Where an untrusted AAA intermediary is present, data object security
SHOULD be used to encrypt, authenticate, integrity and replay protect
the AN-Token, so that it cannot be compromised or modified by the
intermediary.

The TSK derivation step varies by ciphersuite. On link layers that
cannot be assumed to be physically secure, the peer and authenticator
SHOULD mutually authenticate by proving mutual possession of all or a
portion of the MSK. It is also advisable for the TSK derivation step to
support protected ciphersuite and capabilities negotiation, and derive
TSKs which are guaranteed to be unique for each session.  This provides
assurance to the peer that it is connecting to the correct
authenticator, that the capabilities and offered ciphersuites have not
been forged, and that the TSKs are fresh.

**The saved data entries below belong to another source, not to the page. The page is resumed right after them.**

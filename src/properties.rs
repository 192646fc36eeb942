//! Resource property schemas
//!
//! Each resource kind declares a small table of [`Rule`]s. Desired
//! properties are checked against it before any connection is opened;
//! a violation becomes a `Validation` failure. Names that are later
//! placed between `[` and `]` in statements must not contain brackets.

use lifecycle::{DeletionPolicy, Properties};
use regex::Regex;
use serde_json::Value;
use std::sync::LazyLock;

use crate::error::{ProviderError, Result};
use crate::secrets::Credential;

static NO_BRACKETS: LazyLock<Regex> =
    LazyLock::new(|| Regex::new(r"^[^\[\]]*$").expect("Invalid bracket regex"));

static SERVER_URL: LazyLock<Regex> =
    LazyLock::new(|| Regex::new(r"^(mssql:)?//.*").expect("Invalid url regex"));

static PERMISSION: LazyLock<Regex> =
    LazyLock::new(|| Regex::new(r"^[A-Za-z ]+$").expect("Invalid permission regex"));

/// Longest SQL Server identifier.
pub const MAX_NAME_LEN: usize = 128;

/// Constraints on one string property.
#[derive(Clone, Copy)]
struct Rule {
    name: &'static str,
    required: bool,
    pattern: Option<&'static LazyLock<Regex>>,
    max_len: Option<usize>,
    default: Option<&'static str>,
}

impl Rule {
    fn required(name: &'static str) -> Self {
        Self {
            name,
            required: true,
            pattern: None,
            max_len: None,
            default: None,
        }
    }

    fn optional(name: &'static str) -> Self {
        Self {
            required: false,
            ..Self::required(name)
        }
    }

    fn identifier(self) -> Self {
        Self {
            pattern: Some(&NO_BRACKETS),
            ..self
        }
    }

    fn max_len(self, len: usize) -> Self {
        Self {
            max_len: Some(len),
            ..self
        }
    }

    fn with_default(self, value: &'static str) -> Self {
        Self {
            required: false,
            default: Some(value),
            ..self
        }
    }

    fn pattern(self, pattern: &'static LazyLock<Regex>) -> Self {
        Self {
            pattern: Some(pattern),
            ..self
        }
    }

    /// Read and check the property, applying the default.
    fn read(&self, props: &Properties, scope: &str) -> Result<Option<String>> {
        let path = if scope.is_empty() {
            self.name.to_string()
        } else {
            format!("{scope}.{}", self.name)
        };

        let value = match props.get(self.name) {
            None | Some(Value::Null) => None,
            Some(Value::String(s)) => Some(s.clone()),
            Some(Value::Number(n)) => Some(n.to_string()),
            Some(_) => return Err(ProviderError::validation(format!("{path} must be a string"))),
        };

        let value = match value {
            Some(value) => value,
            None => {
                if let Some(default) = self.default {
                    return Ok(Some(default.to_string()));
                }
                if self.required {
                    return Err(ProviderError::validation(format!("{path} is required")));
                }
                return Ok(None);
            }
        };

        if let Some(pattern) = self.pattern
            && !pattern.is_match(&value)
        {
            return Err(ProviderError::validation(format!(
                "{path} '{value}' does not match '{}'",
                pattern.as_str()
            )));
        }
        if let Some(max) = self.max_len
            && value.chars().count() > max
        {
            return Err(ProviderError::validation(format!(
                "{path} is longer than {max} characters"
            )));
        }
        Ok(Some(value))
    }

    fn require(&self, props: &Properties, scope: &str) -> Result<String> {
        self.read(props, scope)?
            .ok_or_else(|| ProviderError::validation(format!("{} is required", self.name)))
    }
}

/// Exactly one credential source must be usable; `Password` wins.
fn credential(props: &Properties, scope: &str) -> Result<Credential> {
    let password = Rule::optional("Password").read(props, scope)?;
    let reference = Rule::optional("PasswordParameterName")
        .read(props, scope)?
        .filter(|name| !name.is_empty());
    Credential::from_parts(password, reference).ok_or_else(|| {
        let at = if scope.is_empty() { String::new() } else { format!(" in {scope}") };
        ProviderError::validation(format!(
            "one of Password or PasswordParameterName is required{at}"
        ))
    })
}

fn deletion_policy(props: &Properties) -> Result<DeletionPolicy> {
    match Rule::optional("DeletionPolicy").read(props, "")? {
        None => Ok(DeletionPolicy::default()),
        Some(value) => DeletionPolicy::parse(&value).ok_or_else(|| {
            ProviderError::validation(format!(
                "DeletionPolicy '{value}' is not one of Drop, Retain"
            ))
        }),
    }
}

/// Properties every kind can be parsed from.
pub trait KindProperties: Sized {
    /// Parse and validate desired properties.
    fn parse(props: &Properties) -> Result<Self>;

    /// Previous properties that end up as identifiers in statements.
    const PREVIOUS_IDENTIFIERS: &'static [&'static str];

    /// The server the resource lives on.
    fn server(&self) -> &ServerProperties;

    /// Check the previous properties that are used as identifiers.
    ///
    /// Everything else in them is read leniently.
    fn check_previous(old: &Properties) -> Result<()> {
        for name in Self::PREVIOUS_IDENTIFIERS {
            if let Some(Value::String(value)) = old.get(*name)
                && !NO_BRACKETS.is_match(value)
            {
                return Err(ProviderError::validation(format!(
                    "OldResourceProperties.{name} '{value}' does not match '{}'",
                    NO_BRACKETS.as_str()
                )));
            }
        }
        Ok(())
    }
}

/// The shared `Server` property
#[derive(Debug, Clone, PartialEq, Eq)]
pub struct ServerProperties {
    pub url: String,
    pub credential: Credential,
}

impl ServerProperties {
    pub fn parse(props: &Properties) -> Result<Self> {
        let server = match props.get("Server") {
            Some(Value::Object(server)) => server,
            Some(_) => return Err(ProviderError::validation("Server must be an object")),
            None => return Err(ProviderError::validation("Server is required")),
        };
        Ok(Self {
            url: Rule::required("URL").pattern(&SERVER_URL).require(server, "Server")?,
            credential: credential(server, "Server")?,
        })
    }
}

#[derive(Debug, Clone, PartialEq, Eq)]
pub struct LoginProperties {
    pub server: ServerProperties,
    pub login_name: String,
    pub default_database: String,
    pub credential: Credential,
    /// Only exists so that changing it forces an update
    pub password_hash: Option<String>,
    /// Accepted so that declarations carrying it validate; logins are
    /// always dropped on delete.
    pub deletion_policy: DeletionPolicy,
}

impl KindProperties for LoginProperties {
    const PREVIOUS_IDENTIFIERS: &'static [&'static str] = &["LoginName"];

    fn parse(props: &Properties) -> Result<Self> {
        Ok(Self {
            server: ServerProperties::parse(props)?,
            login_name: Rule::required("LoginName").identifier().require(props, "")?,
            default_database: Rule::optional("DefaultDatabase")
                .identifier()
                .with_default(tdskit::DEFAULT_DATABASE)
                .require(props, "")?,
            credential: credential(props, "")?,
            password_hash: Rule::optional("PasswordHash").read(props, "")?,
            deletion_policy: deletion_policy(props)?,
        })
    }

    fn server(&self) -> &ServerProperties {
        &self.server
    }
}

#[derive(Debug, Clone, PartialEq, Eq)]
pub struct DatabaseProperties {
    pub server: ServerProperties,
    pub name: String,
    pub deletion_policy: DeletionPolicy,
}

impl KindProperties for DatabaseProperties {
    const PREVIOUS_IDENTIFIERS: &'static [&'static str] = &["Name"];

    fn parse(props: &Properties) -> Result<Self> {
        Ok(Self {
            server: ServerProperties::parse(props)?,
            name: Rule::required("Name")
                .identifier()
                .max_len(MAX_NAME_LEN)
                .require(props, "")?,
            deletion_policy: deletion_policy(props)?,
        })
    }

    fn server(&self) -> &ServerProperties {
        &self.server
    }
}

#[derive(Debug, Clone, PartialEq, Eq)]
pub struct UserProperties {
    pub server: ServerProperties,
    pub user_name: String,
    pub login_name: String,
    pub default_schema: String,
}

impl KindProperties for UserProperties {
    const PREVIOUS_IDENTIFIERS: &'static [&'static str] = &["UserName"];

    fn parse(props: &Properties) -> Result<Self> {
        Ok(Self {
            server: ServerProperties::parse(props)?,
            user_name: Rule::required("UserName").identifier().require(props, "")?,
            login_name: Rule::required("LoginName").identifier().require(props, "")?,
            default_schema: Rule::optional("DefaultSchema")
                .identifier()
                .with_default("dbo")
                .require(props, "")?,
        })
    }

    fn server(&self) -> &ServerProperties {
        &self.server
    }
}

#[derive(Debug, Clone, PartialEq, Eq)]
pub struct SchemaProperties {
    pub server: ServerProperties,
    pub name: String,
    pub owner: String,
}

impl KindProperties for SchemaProperties {
    const PREVIOUS_IDENTIFIERS: &'static [&'static str] = &["Name", "Owner"];

    fn parse(props: &Properties) -> Result<Self> {
        let name = Rule::required("Name").identifier().max_len(MAX_NAME_LEN);
        let owner = Rule::required("Owner").identifier().max_len(MAX_NAME_LEN);
        Ok(Self {
            server: ServerProperties::parse(props)?,
            name: name.require(props, "")?,
            owner: owner.require(props, "")?,
        })
    }

    fn server(&self) -> &ServerProperties {
        &self.server
    }
}

#[derive(Debug, Clone, PartialEq, Eq)]
pub struct GrantProperties {
    pub server: ServerProperties,
    /// Upper-cased and trimmed
    pub permission: String,
    pub user_name: String,
    pub database: String,
}

impl KindProperties for GrantProperties {
    const PREVIOUS_IDENTIFIERS: &'static [&'static str] = &[];

    fn parse(props: &Properties) -> Result<Self> {
        let permission = Rule::required("Permission")
            .pattern(&PERMISSION)
            .max_len(MAX_NAME_LEN)
            .require(props, "")?;
        Ok(Self {
            server: ServerProperties::parse(props)?,
            permission: normalize_permission(&permission),
            user_name: Rule::required("UserName")
                .identifier()
                .max_len(MAX_NAME_LEN)
                .require(props, "")?,
            database: Rule::required("Database")
                .identifier()
                .max_len(MAX_NAME_LEN)
                .require(props, "")?,
        })
    }

    fn server(&self) -> &ServerProperties {
        &self.server
    }
}

/// Permissions are compared and embedded in identities upper-cased.
pub fn normalize_permission(permission: &str) -> String {
    permission.trim().to_uppercase()
}
fn apply(catalog: &mut Catalog, current: &str, sql: &str) -> Result<()> {
    if let Some(caps) = CREATE_LOGIN.captures(sql) {
        let name = capture(&caps, 1);
        if catalog.logins.contains_key(&name) {
            return Err(Error::server(
                15025,
                format!("The server principal '{name}' already exists."),
            ));
        }
        let id = catalog.next_login_id;
        catalog.next_login_id += 1;
        catalog.logins.insert(
            name,
            Login {
                id,
                password: unquote(&capture(&caps, 2)),
                default_database: capture(&caps, 3),
            },
        );
    } else if let Some(caps) = RENAME_LOGIN.captures(sql) {
        let (old, new) = (capture(&caps, 1), capture(&caps, 2));
        if old != new && catalog.logins.contains_key(&new) {
            return Err(Error::server(
                15025,
                format!("The server principal '{new}' already exists."),
            ));
        }
        let mut login = catalog.logins.remove(&old).ok_or_else(|| missing_login(&old))?;
        login.password = unquote(&capture(&caps, 3));
        login.default_database = capture(&caps, 4);
        catalog.logins.insert(new, login);
    } else if let Some(caps) = ALTER_LOGIN.captures(sql) {
        let name = capture(&caps, 1);
        let login = catalog.logins.get_mut(&name).ok_or_else(|| missing_login(&name))?;
        login.password = unquote(&capture(&caps, 2));
        login.default_database = capture(&caps, 3);
    } else if let Some(caps) = DROP_LOGIN.captures(sql) {
        let name = capture(&caps, 1);
        catalog.logins.remove(&name).ok_or_else(|| missing_login(&name))?;
    } else if let Some(caps) = CREATE_USER.captures(sql) {
        let (user, login) = (capture(&caps, 1), capture(&caps, 2));
        if !catalog.logins.contains_key(&login) {
            return Err(Error::server(
                15007,
                format!("'{login}' is not a valid login or you do not have permission."),
            ));
        }
        let db = current_database(catalog, current)?;
        if db.principals.contains_key(&user) {
            return Err(Error::server(
                15023,
                format!("User, group, or role '{user}' already exists in the current database."),
            ));
        }
        let id = db.next_principal_id;
        db.next_principal_id += 1;
        db.principals.insert(
            user,
            User {
                id,
                login: Some(login),
                default_schema: capture(&caps, 3),
            },
        );
    } else if let Some(caps) = RENAME_USER.captures(sql) {
        let (old, new) = (capture(&caps, 1), capture(&caps, 2));
        let db = current_database(catalog, current)?;
        if old != new && db.principals.contains_key(&new) {
            return Err(Error::server(
                15023,
                format!("User, group, or role '{new}' already exists in the current database."),
            ));
        }
        let mut user = db.principals.remove(&old).ok_or_else(|| missing_user(&old))?;
        user.login = Some(capture(&caps, 3));
        user.default_schema = capture(&caps, 4);
        db.principals.insert(new, user);
    } else if let Some(caps) = ALTER_USER.captures(sql) {
        let name = capture(&caps, 1);
        let db = current_database(catalog, current)?;
        let user = db.principals.get_mut(&name).ok_or_else(|| missing_user(&name))?;
        user.login = Some(capture(&caps, 2));
        user.default_schema = capture(&caps, 3);
    } else if let Some(caps) = DROP_USER.captures(sql) {
        let name = capture(&caps, 1);
        current_database(catalog, current)?.principals.remove(&name);
    } else if let Some(caps) = CREATE_DATABASE.captures(sql) {
        let name = capture(&caps, 1);
        if catalog.databases.contains_key(&name) {
            return Err(Error::server(
                1801,
                format!("Database '{name}' already exists. Choose a different database name."),
            ));
        }
        let id = catalog.next_database_id;
        catalog.next_database_id += 1;
        catalog.databases.insert(name, Database::new(id));
    } else if let Some(caps) = DROP_DATABASE.captures(sql) {
        catalog.databases.remove(&capture(&caps, 1));
    } else if let Some(caps) = CREATE_SCHEMA.captures(sql) {
        let (name, owner) = (capture(&caps, 1), capture(&caps, 2));
        let db = current_database(catalog, current)?;
        if db.schemas.contains_key(&name) {
            return Err(Error::server(
                2714,
                format!("There is already an object named '{name}' in the database."),
            ));
        }
        if !db.principals.contains_key(&owner) {
            return Err(missing_user(&owner));
        }
        let id = db.next_schema_id;
        db.next_schema_id += 1;
        db.schemas.insert(name, Schema { id, owner });
    } else if let Some(caps) = ALTER_SCHEMA_OWNER.captures(sql) {
        let (name, owner) = (capture(&caps, 1), capture(&caps, 2));
        let db = current_database(catalog, current)?;
        if !db.principals.contains_key(&owner) {
            return Err(missing_user(&owner));
        }
        let schema = db.schemas.get_mut(&name).ok_or_else(|| {
            Error::server(15151, format!("Cannot find the schema '{name}'."))
        })?;
        schema.owner = owner;
    } else if let Some(caps) = DROP_SCHEMA.captures(sql) {
        let name = capture(&caps, 1);
        current_database(catalog, current)?
            .schemas
            .remove(&name)
            .ok_or_else(|| {
                Error::server(
                    3701,
                    format!("Cannot drop the schema '{name}', because it does not exist."),
                )
            })?;
    } else if let Some(caps) = GRANT.captures(sql) {
        let db = permission_target(catalog, &caps)?;
        db.permissions
            .insert((capture(&caps, 1), capture(&caps, 3)));
    } else if let Some(caps) = REVOKE.captures(sql) {
        let db = permission_target(catalog, &caps)?;
        db.permissions
            .remove(&(capture(&caps, 1), capture(&caps, 3)));
    } else {
        return Err(Error::server(102, format!("Incorrect syntax near '{sql}'.")));
    }
    Ok(())
}

fn missing_login(name: &str) -> Error {
    Error::server(
        15151,
        format!("Cannot drop the login '{name}', because it does not exist or you do not have permission."),
    )
}

fn missing_user(name: &str) -> Error {
    Error::server(
        15151,
        format!("Cannot find the user '{name}', because it does not exist or you do not have permission."),
    )
}

fn current_database<'c>(catalog: &'c mut Catalog, current: &str) -> Result<&'c mut Database> {
    catalog
        .databases
        .get_mut(current)
        .ok_or_else(|| missing_database(current))
}

fn permission_target<'c>(catalog: &'c mut Catalog, caps: &Captures<'_>) -> Result<&'c mut Database> {
    let (database, user) = (capture(caps, 2), capture(caps, 3));
    let db = catalog
        .databases
        .get_mut(&database)
        .ok_or_else(|| missing_database(&database))?;
    if !db.principals.contains_key(&user) {
        return Err(missing_user(&user));
    }
    Ok(db)
}

/// Runs events through the dispatcher against a [`FakeServer`].
pub struct Harness {
    pub server: FakeServer,
    secrets: StaticSecretStore,
    strict_kinds: bool,
}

5.  Security considerations

5.1.  Assumptions

The security properties of the EAP exchange are dependent on each leg of
the triangle: the selected EAP method, AAA protocol and TSK derivation
mechanism.

If the selected EAP method does not support mutual authentication, then
the peer will be vulnerable to attack by rogue authenticators and
backend authentication servers.  If the EAP method does not derive keys,
then TSKs will not be available for use with a negotiated ciphersuite,
and there will be no binding between the initial EAP authentication and
subsequent data traffic, leaving the session vulnerable to hijack.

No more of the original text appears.